Epigallocatechin-3-gallate (EGCG) shows diverse chemical and biological activities. We investigated the effects of EGCG in a rat renal ischemia reperfusion (I/R) injury model. Sprague-Dawley rats received intraperitoneal injection of 50 mg/kg EGCG 48 h, 24 h, and 30 min prior to I/R injury. The animals were subjected to left renal occlusion for 45 min. EGCG treatment suppressed the peak in serum creatinine. EGCG-treated kidneys showed significantly less tubular damage and a decreased number of apoptotic cells. The I/R-induced elevation in the renal MDA level was significantly decreased in the EGCG group.

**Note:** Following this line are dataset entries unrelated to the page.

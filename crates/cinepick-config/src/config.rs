use cinepick_models::{DEFAULT_RATING, WATCH_HISTORY_LIMIT};
use serde::{Deserialize, Serialize};
use std::path::Path;

pub const DEFAULT_TMDB_BASE_URL: &str = "https://api.themoviedb.org/3";

#[derive(Debug, Serialize, Deserialize, Default)]
pub struct Config {
    #[serde(default)]
    pub tmdb: TmdbConfig,
    #[serde(default)]
    pub recommendations: RecommendationConfig,
    #[serde(default)]
    pub display: DisplayConfig,
}

#[derive(Debug, Serialize, Deserialize, Clone)]
pub struct TmdbConfig {
    #[serde(default = "default_base_url")]
    pub base_url: String,
    #[serde(default = "default_language")]
    pub language: String,
    #[serde(default = "default_timeout_secs")]
    pub timeout_secs: u64,
}

#[derive(Debug, Serialize, Deserialize, Clone)]
pub struct RecommendationConfig {
    /// Watch history entries kept on disk
    #[serde(default = "default_history_limit")]
    pub history_limit: usize,
    /// Genres fanned out to the catalog per recommendation run
    #[serde(default = "default_top_genres")]
    pub top_genres: usize,
    #[serde(default = "default_max_results")]
    pub max_results: usize,
    /// Rating recorded by `watch` when none is given
    #[serde(default = "default_rating")]
    pub default_rating: f64,
}

#[derive(Debug, Serialize, Deserialize, Clone)]
pub struct DisplayConfig {
    #[serde(default = "default_true")]
    pub show_alerts: bool,
}

#[derive(Debug, thiserror::Error, PartialEq)]
pub enum ConfigError {
    #[error("{0} must be greater than zero")]
    ZeroLimit(&'static str),
    #[error("default_rating must be between 0 and 10, got {0}")]
    RatingOutOfRange(f64),
    #[error("tmdb.base_url must start with http:// or https://, got '{0}'")]
    InvalidBaseUrl(String),
}

fn default_base_url() -> String {
    DEFAULT_TMDB_BASE_URL.to_string()
}

fn default_language() -> String {
    "en-US".to_string()
}

fn default_timeout_secs() -> u64 {
    10
}

fn default_history_limit() -> usize {
    WATCH_HISTORY_LIMIT
}

fn default_top_genres() -> usize {
    3
}

fn default_max_results() -> usize {
    20
}

fn default_rating() -> f64 {
    DEFAULT_RATING
}

fn default_true() -> bool {
    true
}

impl Default for TmdbConfig {
    fn default() -> Self {
        Self {
            base_url: default_base_url(),
            language: default_language(),
            timeout_secs: default_timeout_secs(),
        }
    }
}

impl Default for RecommendationConfig {
    fn default() -> Self {
        Self {
            history_limit: default_history_limit(),
            top_genres: default_top_genres(),
            max_results: default_max_results(),
            default_rating: default_rating(),
        }
    }
}

impl Default for DisplayConfig {
    fn default() -> Self {
        Self { show_alerts: default_true() }
    }
}

impl Config {
    pub fn load_from_file(path: &Path) -> anyhow::Result<Self> {
        let content = std::fs::read_to_string(path)?;
        let config: Config = toml::from_str(&content)?;
        Ok(config)
    }

    /// Load the file if present, otherwise start from defaults
    pub fn load_or_default(path: &Path) -> anyhow::Result<Self> {
        if path.exists() {
            Self::load_from_file(path)
        } else {
            Ok(Self::default())
        }
    }

    pub fn save_to_file(&self, path: &Path) -> anyhow::Result<()> {
        if let Some(parent) = path.parent() {
            std::fs::create_dir_all(parent)?;
        }
        let content = toml::to_string_pretty(self)?;
        std::fs::write(path, content)?;
        Ok(())
    }

    pub fn validate(&self) -> Result<(), ConfigError> {
        let recs = &self.recommendations;
        if recs.history_limit == 0 {
            return Err(ConfigError::ZeroLimit("recommendations.history_limit"));
        }
        if recs.top_genres == 0 {
            return Err(ConfigError::ZeroLimit("recommendations.top_genres"));
        }
        if recs.max_results == 0 {
            return Err(ConfigError::ZeroLimit("recommendations.max_results"));
        }
        if !(0.0..=10.0).contains(&recs.default_rating) {
            return Err(ConfigError::RatingOutOfRange(recs.default_rating));
        }
        if self.tmdb.timeout_secs == 0 {
            return Err(ConfigError::ZeroLimit("tmdb.timeout_secs"));
        }
        if !self.tmdb.base_url.starts_with("http://") && !self.tmdb.base_url.starts_with("https://") {
            return Err(ConfigError::InvalidBaseUrl(self.tmdb.base_url.clone()));
        }
        Ok(())
    }
}

#[cfg(test)]
mod tests {
    use super::*;
    use tempfile::NamedTempFile;

    #[test]
    fn test_config_load_and_save() {
        let file = NamedTempFile::new().unwrap();
        let mut config = Config::default();
        config.tmdb.language = "de-DE".to_string();
        config.recommendations.top_genres = 5;
        config.display.show_alerts = false;

        config.save_to_file(file.path()).unwrap();

        let loaded = Config::load_from_file(file.path()).unwrap();
        assert_eq!(loaded.tmdb.language, "de-DE");
        assert_eq!(loaded.tmdb.base_url, DEFAULT_TMDB_BASE_URL);
        assert_eq!(loaded.recommendations.top_genres, 5);
        assert_eq!(loaded.recommendations.history_limit, 20);
        assert!(!loaded.display.show_alerts);
    }

    #[test]
    fn test_partial_file_uses_defaults() {
        let file = NamedTempFile::new().unwrap();
        std::fs::write(file.path(), "[recommendations]\nmax_results = 10\n").unwrap();

        let config = Config::load_from_file(file.path()).unwrap();
        assert_eq!(config.recommendations.max_results, 10);
        assert_eq!(config.recommendations.default_rating, 7.0);
        assert_eq!(config.tmdb.timeout_secs, 10);
        assert!(config.display.show_alerts);
    }

    #[test]
    fn test_load_or_default_missing_file() {
        let dir = tempfile::TempDir::new().unwrap();
        let config = Config::load_or_default(&dir.path().join("missing.toml")).unwrap();
        assert_eq!(config.recommendations.top_genres, 3);
    }

    #[test]
    fn test_config_validate() {
        let mut config = Config::default();
        assert!(config.validate().is_ok());

        config.recommendations.history_limit = 0;
        assert_eq!(
            config.validate(),
            Err(ConfigError::ZeroLimit("recommendations.history_limit"))
        );

        config.recommendations.history_limit = 20;
        config.recommendations.default_rating = 11.0;
        assert_eq!(config.validate(), Err(ConfigError::RatingOutOfRange(11.0)));

        config.recommendations.default_rating = 7.0;
        config.tmdb.base_url = "ftp://example.com".to_string();
        assert!(matches!(config.validate(), Err(ConfigError::InvalidBaseUrl(_))));
    }
}
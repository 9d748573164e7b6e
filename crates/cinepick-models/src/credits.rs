use serde::{Deserialize, Serialize};
use crate::movie::MovieId;

#[derive(Debug, Clone, Serialize, Deserialize, PartialEq)]
pub struct CastMember {
    pub id: u64,
    pub name: String,
    #[serde(default)]
    pub character: String,
    #[serde(default)]
    pub order: u32,
    #[serde(skip_serializing_if = "Option::is_none")]
    pub profile_path: Option<String>,
}

#[derive(Debug, Clone, Serialize, Deserialize, PartialEq)]
pub struct CrewMember {
    pub id: u64,
    pub name: String,
    #[serde(default)]
    pub job: String,
    #[serde(default)]
    pub department: String,
}

#[derive(Debug, Clone, Serialize, Deserialize, PartialEq, Default)]
pub struct Credits {
    #[serde(default)]
    pub cast: Vec<CastMember>,
    #[serde(default)]
    pub crew: Vec<CrewMember>,
}

impl Credits {
    pub fn directors(&self) -> impl Iterator<Item = &CrewMember> {
        self.crew.iter().filter(|c| c.job == "Director")
    }
}

#[derive(Debug, Clone, Serialize, Deserialize, PartialEq)]
pub struct Video {
    pub key: String,
    #[serde(default)]
    pub name: String,
    #[serde(default)]
    pub site: String,
    #[serde(rename = "type", default)]
    pub video_type: String,
    #[serde(default)]
    pub official: bool,
}

impl Video {
    pub fn is_official_youtube_trailer(&self) -> bool {
        self.official && self.video_type == "Trailer" && self.site == "YouTube"
    }
}

/// Where a movie can be played: an official trailer, or an embed page
#[derive(Debug, Clone, Serialize, Deserialize, PartialEq)]
#[serde(tag = "type", rename_all = "lowercase")]
pub enum StreamSource {
    Youtube { key: String },
    Stream { url: String },
}

const EMBED_BASE_URL: &str = "https://vidsrc.xyz/embed/movie";

impl StreamSource {
    /// First official YouTube trailer, falling back to the embed URL
    pub fn from_videos(movie_id: MovieId, videos: &[Video]) -> Self {
        match videos.iter().find(|v| v.is_official_youtube_trailer()) {
            Some(trailer) => StreamSource::Youtube { key: trailer.key.clone() },
            None => StreamSource::Stream { url: format!("{}/{}", EMBED_BASE_URL, movie_id) },
        }
    }

    pub fn url(&self) -> String {
        match self {
            StreamSource::Youtube { key } => format!("https://www.youtube.com/watch?v={}", key),
            StreamSource::Stream { url } => url.clone(),
        }
    }
}
use anyhow::Result;
use std::path::{Path, PathBuf};

/// Get the container base path from environment variable, defaulting to "/app"
pub fn container_base_path() -> PathBuf {
    std::env::var("CINEPICK_BASE_PATH")
        .map(PathBuf::from)
        .unwrap_or_else(|_| PathBuf::from("/app"))
}

pub struct PathManager {
    config_dir: PathBuf,
    data_dir: PathBuf,
    log_dir: PathBuf,
}

impl PathManager {
    pub fn new() -> Result<Self> {
        let base_dir = dirs::config_dir()
            .ok_or_else(|| anyhow::anyhow!("Could not determine config directory"))?
            .join("cinepick");

        Ok(Self::with_base(base_dir))
    }

    pub fn from_docker_env() -> Self {
        Self::with_base(container_base_path())
    }

    /// Config files at the base level, data and logs in subdirectories
    pub fn with_base(base: PathBuf) -> Self {
        Self {
            config_dir: base.clone(),
            data_dir: base.join("data"),
            log_dir: base.join("logs"),
        }
    }

    pub fn config_dir(&self) -> &Path {
        &self.config_dir
    }

    pub fn data_dir(&self) -> &Path {
        &self.data_dir
    }

    pub fn log_dir(&self) -> &Path {
        &self.log_dir
    }

    /// Directory backing the local key-value store (one JSON file per key)
    pub fn store_dir(&self) -> PathBuf {
        self.data_dir.join("store")
    }

    pub fn config_file(&self) -> PathBuf {
        self.config_dir.join("config.toml")
    }

    pub fn credentials_file(&self) -> PathBuf {
        self.config_dir.join("credentials.toml")
    }

    pub fn default_log_file(&self) -> PathBuf {
        self.log_dir.join("cinepick.log")
    }

    pub fn ensure_directories(&self) -> Result<()> {
        std::fs::create_dir_all(&self.config_dir)?;
        std::fs::create_dir_all(&self.data_dir)?;
        std::fs::create_dir_all(&self.log_dir)?;
        std::fs::create_dir_all(self.store_dir())?;
        Ok(())
    }
}

impl Default for PathManager {
    fn default() -> Self {
        // The container image creates the base directory; its presence means we run in Docker
        let base = container_base_path();
        if base.exists() {
            return Self::from_docker_env();
        }

        // Otherwise use platform paths (e.g. ~/.config/cinepick on Linux)
        Self::new().unwrap_or_else(|_| Self::from_docker_env())
    }
}

#[cfg(test)]
mod tests {
    use super::*;
    use tempfile::TempDir;

    #[test]
    fn test_layout_under_base() {
        let dir = TempDir::new().unwrap();
        let paths = PathManager::with_base(dir.path().to_path_buf());

        assert_eq!(paths.config_file(), dir.path().join("config.toml"));
        assert_eq!(paths.store_dir(), dir.path().join("data").join("store"));
        assert_eq!(paths.default_log_file(), dir.path().join("logs").join("cinepick.log"));

        paths.ensure_directories().unwrap();
        assert!(paths.store_dir().is_dir());
        assert!(paths.log_dir().is_dir());
    }
}
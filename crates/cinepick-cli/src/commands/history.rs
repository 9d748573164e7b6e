use super::context::AppContext;
use super::display::{self, genre_names, print_section_header};
use super::spinner::with_spinner;
use crate::output::Output;
use chrono::{Local, TimeZone};
use cinepick_core::WatchHistoryStore;
use cinepick_models::MovieId;
use cinepick_sources::MovieCatalog;
use color_eyre::eyre::eyre;
use color_eyre::Result;
use comfy_table::Cell;

pub async fn run_watch(id: MovieId, rating: Option<f64>, output: &Output) -> Result<()> {
    if let Some(r) = rating {
        if !(0.0..=10.0).contains(&r) {
            return Err(eyre!("Rating must be between 0 and 10, got {}", r));
        }
    }

    let ctx = AppContext::load()?;
    let catalog = ctx.catalog()?;
    let details = with_spinner("Fetching movie details...", catalog.movie_details(id)).await?;

    let recommender = ctx.recommender()?;
    recommender
        .add_to_watch_history(&details, rating)
        .map_err(|e| eyre!("Failed to save watch history: {}", e))?;

    if ctx.show_alerts() {
        output.success(format!("Added '{}' to your watch history", details.title));
    }
    Ok(())
}

fn format_watched_at(timestamp_ms: i64) -> String {
    match Local.timestamp_millis_opt(timestamp_ms).single() {
        Some(at) => at.format("%Y-%m-%d %H:%M").to_string(),
        None => "unknown".to_string(),
    }
}

pub async fn run_history(clear: bool, output: &Output) -> Result<()> {
    let ctx = AppContext::load()?;
    let history = ctx.history();

    if clear {
        history
            .clear()
            .map_err(|e| eyre!("Failed to clear watch history: {}", e))?;
        output.success("Watch history cleared");
        return Ok(());
    }

    let items = history.load();
    if !output.is_human() {
        output.data(&items);
        return Ok(());
    }

    print_section_header("Watch History", output);
    if items.is_empty() {
        output.info("Nothing watched yet. Use `cinepick watch <id>` to add a movie.");
        return Ok(());
    }

    let mut table = display::styled_table();
    table.set_header(vec![
        display::header_cell("#"),
        display::header_cell("Movie ID"),
        display::header_cell("Genres"),
        display::header_cell("Rating"),
        display::header_cell("Watched"),
    ]);
    for (idx, item) in items.iter().enumerate() {
        table.add_row(vec![
            Cell::new(idx + 1),
            Cell::new(item.movie_id),
            Cell::new(genre_names(&item.genres)),
            Cell::new(format!("{:.1}", item.rating)),
            Cell::new(format_watched_at(item.timestamp)),
        ]);
    }
    output.println(table.to_string());
    output.println(format!("{} of {} entries", items.len(), ctx.config.recommendations.history_limit));
    Ok(())
}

Reverse-transcriptase polymerase chain reaction showed that EGCG significantly decreased the expression of MHC class II, TLR2, TLR4, MCP-1, IL-18, TGF-β1, procollagen Ia1, TIMP-1, and Kim-1. ED-1 staining showed reduced macrophage infiltration and α-SMA staining revealed less interstitial expression. Heme oxygenase-1 (HO-1) expression in I/R kidneys was upregulated in the EGCG group based on the results of both RT-PCR and Western blotting analysis. Blockade of HO-1 gene induction by SnPP increased renal tubular damage and macrophage infiltration. These findings suggest that EGCG protects the kidneys against I/R injury by reducing macrophage infiltration and decreasing renal fibrosis. These beneficial effects may be mediated, in part, by augmentation of the HO-1 gene.